> Records for processing:
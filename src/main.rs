//! School meal proxy — binary entrypoint.
//! Loads configuration, starts the cache sweeper, and serves the Axum router.

use std::net::SocketAddr;

use anyhow::Context;
use tracing::{info, warn};
use tracing_subscriber::{fmt, prelude::*, EnvFilter};

use school_meal_proxy::{api, cache::spawn_sweeper, metrics::Metrics, AppState, Config};

/// Compact logs by default; JSON lines when LOG_FORMAT=json.
fn init_tracing() {
    let filter = EnvFilter::try_from_default_env()
        .unwrap_or_else(|_| EnvFilter::new("school_meal_proxy=info,tower_http=info,warn"));
    let json = std::env::var("LOG_FORMAT")
        .map(|v| v.eq_ignore_ascii_case("json"))
        .unwrap_or(false);

    let registry = tracing_subscriber::registry().with(filter);
    if json {
        registry.with(fmt::layer().json()).init();
    } else {
        registry.with(fmt::layer().compact()).init();
    }
}

#[tokio::main]
async fn main() -> anyhow::Result<()> {
    // Load .env in local/dev; no-op when absent.
    let _ = dotenvy::dotenv();
    init_tracing();

    let cfg = Config::load().context("loading configuration")?;
    if cfg.neis_api_key.is_empty() {
        warn!("NEIS_API_KEY is empty; the hub will reject requests");
    }

    let metrics = Metrics::init(cfg.cache_ttl_secs).context("installing metrics recorder")?;
    let state = AppState::from_config(&cfg).context("building NEIS client")?;
    let _sweeper = spawn_sweeper(state.cache().clone(), cfg.sweep_interval());

    let router = api::app(state, &cfg.static_dir).merge(metrics.router());

    let addr = SocketAddr::from(([0, 0, 0, 0], cfg.port));
    let listener = tokio::net::TcpListener::bind(addr)
        .await
        .with_context(|| format!("binding {addr}"))?;
    info!(%addr, "listening");
    axum::serve(listener, router).await.context("serving")?;
    Ok(())
}
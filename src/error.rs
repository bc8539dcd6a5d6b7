// src/error.rs
//! Error types for the upstream client and the HTTP facade.

use axum::{
    http::StatusCode,
    response::{IntoResponse, Response},
    Json,
};
use serde_json::{json, Value};
use thiserror::Error;

/// Failure talking to the NEIS hub. Never retried here; callers decide
/// whether it means "no data" or a hard failure.
#[derive(Debug, Error)]
pub enum UpstreamError {
    /// Network-level failure. The request URL (which carries the access key)
    /// is stripped before the error is stored.
    #[error("upstream request failed: {0}")]
    Transport(#[source] reqwest::Error),

    #[error("upstream returned HTTP {status}")]
    Status { status: u16, body: Option<Value> },

    #[error("upstream response is not valid JSON: {0}")]
    Decode(String),

    #[error("upstream `{resource}` payload has an unexpected shape")]
    Shape { resource: String },
}

impl UpstreamError {
    pub fn transport(err: reqwest::Error) -> Self {
        Self::Transport(err.without_url())
    }

    /// Raw upstream payload, when the provider answered with one.
    pub fn details(&self) -> Option<&Value> {
        match self {
            Self::Status { body, .. } => body.as_ref(),
            _ => None,
        }
    }
}

/// Errors surfaced by request handlers.
#[derive(Debug, Error)]
pub enum ApiError {
    #[error("{0}")]
    MissingParams(&'static str),

    #[error("{0}")]
    InvalidParam(String),

    #[error("{message}")]
    Upstream {
        message: &'static str,
        #[source]
        source: UpstreamError,
    },
}

impl ApiError {
    pub fn upstream(message: &'static str, source: UpstreamError) -> Self {
        Self::Upstream { message, source }
    }

    pub fn status(&self) -> StatusCode {
        match self {
            Self::MissingParams(_) | Self::InvalidParam(_) => StatusCode::BAD_REQUEST,
            Self::Upstream { .. } => StatusCode::INTERNAL_SERVER_ERROR,
        }
    }
}

impl IntoResponse for ApiError {
    fn into_response(self) -> Response {
        let status = self.status();
        let body = match &self {
            Self::Upstream { message, source } => {
                tracing::error!(error = %source, "{message}");
                match source.details() {
                    Some(details) => json!({ "error": message, "details": details }),
                    None => json!({ "error": message }),
                }
            }
            other => json!({ "error": other.to_string() }),
        };
        (status, Json(body)).into_response()
    }
}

> Problem to solve:
Note every line of the records that holds the word "IntoResponse", and copy it.

> Solution to this exercise:
    response::{IntoResponse, Response},
impl IntoResponse for ApiError {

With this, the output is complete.